Democrats and their media allies insist Washington D.C. is getting safer, but a veteran officer’s lawsuit reveals a disturbing D.C. crime cover-up. MPD sergeant Carlos Bundy, a 28-year veteran, alleged police leaders have been “mis-categorizing deaths as something other than a homicide in order to keep the District’s homicide numbers down.” He said the MPD “purposely misled the public about the homicide rates in the District of Columbia” by “misclassifying unnatural deaths (for example, by labeling them as accidents).”

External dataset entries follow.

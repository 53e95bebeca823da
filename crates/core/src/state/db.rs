//! # Flow Database
//!
//! SQLite persistence for conversation sessions. One row per session, with
//! the state and event history stored as JSON.

use anyhow::{Context, Result};
use rusqlite::{params, Connection, OptionalExtension};
use std::path::Path;
use std::sync::{Arc, Mutex};

use super::session::{Session, SessionState};
use crate::swarm::events::FlowEvent;

/// Schema version for migrations
const SCHEMA_VERSION: i32 = 1;

/// Database handle shared by the SQLite session store
#[derive(Clone)]
pub struct FlowDb {
    conn: Arc<Mutex<Connection>>,
}

impl FlowDb {
    /// Open or create a database at `path`
    pub fn open_at<P: AsRef<Path>>(path: P) -> Result<Self> {
        if let Some(parent) = path.as_ref().parent() {
            std::fs::create_dir_all(parent).ok();
        }

        let conn = Connection::open(path.as_ref()).context("Failed to open flow database")?;
        Self::with_connection(conn)
    }

    /// Private in-memory database
    pub fn open_in_memory() -> Result<Self> {
        let conn = Connection::open_in_memory().context("Failed to open in-memory database")?;
        Self::with_connection(conn)
    }

    fn with_connection(conn: Connection) -> Result<Self> {
        let db = Self {
            conn: Arc::new(Mutex::new(conn)),
        };
        db.run_migrations()?;
        Ok(db)
    }

    fn run_migrations(&self) -> Result<()> {
        let conn = self
            .conn
            .lock()
            .map_err(|e| anyhow::anyhow!("Lock error: {}", e))?;

        conn.execute(
            "CREATE TABLE IF NOT EXISTS schema_version (version INTEGER PRIMARY KEY)",
            [],
        )?;

        let current_version: i32 = conn
            .query_row(
                "SELECT COALESCE(MAX(version), 0) FROM schema_version",
                [],
                |row| row.get(0),
            )
            .unwrap_or(0);

        if current_version < 1 {
            Self::migrate_v1(&conn)?;
            conn.execute(
                "INSERT OR REPLACE INTO schema_version (version) VALUES (?1)",
                [1],
            )?;
            tracing::info!("Flow database migrated to version 1");
        }

        Ok(())
    }

    /// Migration to version 1 - sessions table
    fn migrate_v1(conn: &Connection) -> Result<()> {
        conn.execute(
            r#"
            CREATE TABLE IF NOT EXISTS sessions (
                id TEXT PRIMARY KEY,
                state_json TEXT NOT NULL DEFAULT '{}',
                events_json TEXT NOT NULL DEFAULT '[]',
                updated_at TEXT NOT NULL
            )
            "#,
            [],
        )?;
        Ok(())
    }

    // =========================================================================
    // Session Methods
    // =========================================================================

    /// Load a session by id
    pub fn load_session(&self, id: &str) -> Result<Option<Session>> {
        let conn = self
            .conn
            .lock()
            .map_err(|e| anyhow::anyhow!("Lock error: {}", e))?;

        let row: Option<(String, String)> = conn
            .query_row(
                "SELECT state_json, events_json FROM sessions WHERE id = ?1",
                params![id],
                |row| Ok((row.get(0)?, row.get(1)?)),
            )
            .optional()?;

        let Some((state_json, events_json)) = row else {
            return Ok(None);
        };

        let state: SessionState = serde_json::from_str(&state_json)
            .with_context(|| format!("Corrupt state for session '{}'", id))?;
        let events: Vec<FlowEvent> = serde_json::from_str(&events_json)
            .with_context(|| format!("Corrupt events for session '{}'", id))?;

        Ok(Some(Session {
            id: id.to_string(),
            state,
            events,
        }))
    }

    /// Save a session (upsert)
    pub fn save_session(&self, session: &Session) -> Result<()> {
        let state_json = serde_json::to_string(&session.state)?;
        let events_json = serde_json::to_string(&session.events)?;

        let conn = self
            .conn
            .lock()
            .map_err(|e| anyhow::anyhow!("Lock error: {}", e))?;

        conn.execute(
            r#"
            INSERT INTO sessions (id, state_json, events_json, updated_at)
            VALUES (?1, ?2, ?3, ?4)
            ON CONFLICT(id) DO UPDATE SET
                state_json = ?2,
                events_json = ?3,
                updated_at = ?4
            "#,
            params![
                session.id,
                state_json,
                events_json,
                chrono::Utc::now().to_rfc3339()
            ],
        )?;

        tracing::debug!(session = %session.id, version = session.state.version, "Session saved");
        Ok(())
    }
}

#[cfg(test)]
mod tests {
    use super::*;
    use crate::state::session::StateDelta;
    use crate::state::stage::ProjectStage;

    #[test]
    fn test_open_creates_tables() {
        let dir = tempfile::tempdir().unwrap();
        let db = FlowDb::open_at(dir.path().join("nested/flow.db")).unwrap();
        let conn = db.conn.lock().unwrap();

        let count: i64 = conn
            .query_row(
                "SELECT COUNT(*) FROM sqlite_master WHERE type='table' AND name='sessions'",
                [],
                |row| row.get(0),
            )
            .unwrap();
        assert_eq!(count, 1);
    }

    #[test]
    fn test_schema_version_tracking() {
        let dir = tempfile::tempdir().unwrap();
        let path = dir.path().join("flow.db");

        // Open twice - should not fail on second open
        let db1 = FlowDb::open_at(&path).unwrap();
        drop(db1);

        let db2 = FlowDb::open_at(&path).unwrap();
        let conn = db2.conn.lock().unwrap();
        let version: i32 = conn
            .query_row("SELECT MAX(version) FROM schema_version", [], |row| {
                row.get(0)
            })
            .unwrap();
        assert_eq!(version, SCHEMA_VERSION);
    }

    #[test]
    fn test_session_crud() {
        let db = FlowDb::open_in_memory().unwrap();
        assert!(db.load_session("missing").unwrap().is_none());

        let mut session = Session::new("s-1");
        session.push_user_message("你好");
        session.record(FlowEvent::state_only(
            "Agentic_PM",
            StateDelta::Greeted {
                project_stage: ProjectStage::Discovery,
            },
        ));
        db.save_session(&session).unwrap();

        let loaded = db.load_session("s-1").unwrap().unwrap();
        assert_eq!(loaded, session);

        session.push_user_message("新需求");
        db.save_session(&session).unwrap();
        assert_eq!(db.load_session("s-1").unwrap().unwrap().events.len(), 3);
    }
}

Bundy’s claims go beyond paperwork errors. His lawsuit cites cases where autopsies identified homicide, but the department declared the deaths “accidental” or “undetermined.” In one instance, a man killed by blunt force trauma was written off as an accident, despite video and cell phone evidence pointing to a suspect. In another, a woman strangled along a bike trail was initially listed as “unknown cause,” losing valuable time for investigators while her killer walked free.
Other officers back Bundy up. Former MPD sergeant Charlotte Djossou accused leadership of attempting to “distort crime statistics” by downgrading felonies to misdemeanors. These revelations support President Donald Trump’s charge that D.C. leaders pushed “Fake Crime numbers in order to create a false illusion of safety.”
Democrats like Hillary Clinton and Hakeem Jeffries point to reported “drops” in crime to oppose federal help. But Bundy’s evidence shows the real danger isn’t too much policing—it’s fake statistics leaving killers on the streets. As Bundy warned, misclassifying homicides presents a “danger to public safety” by “allowing murderers to remain on the street.”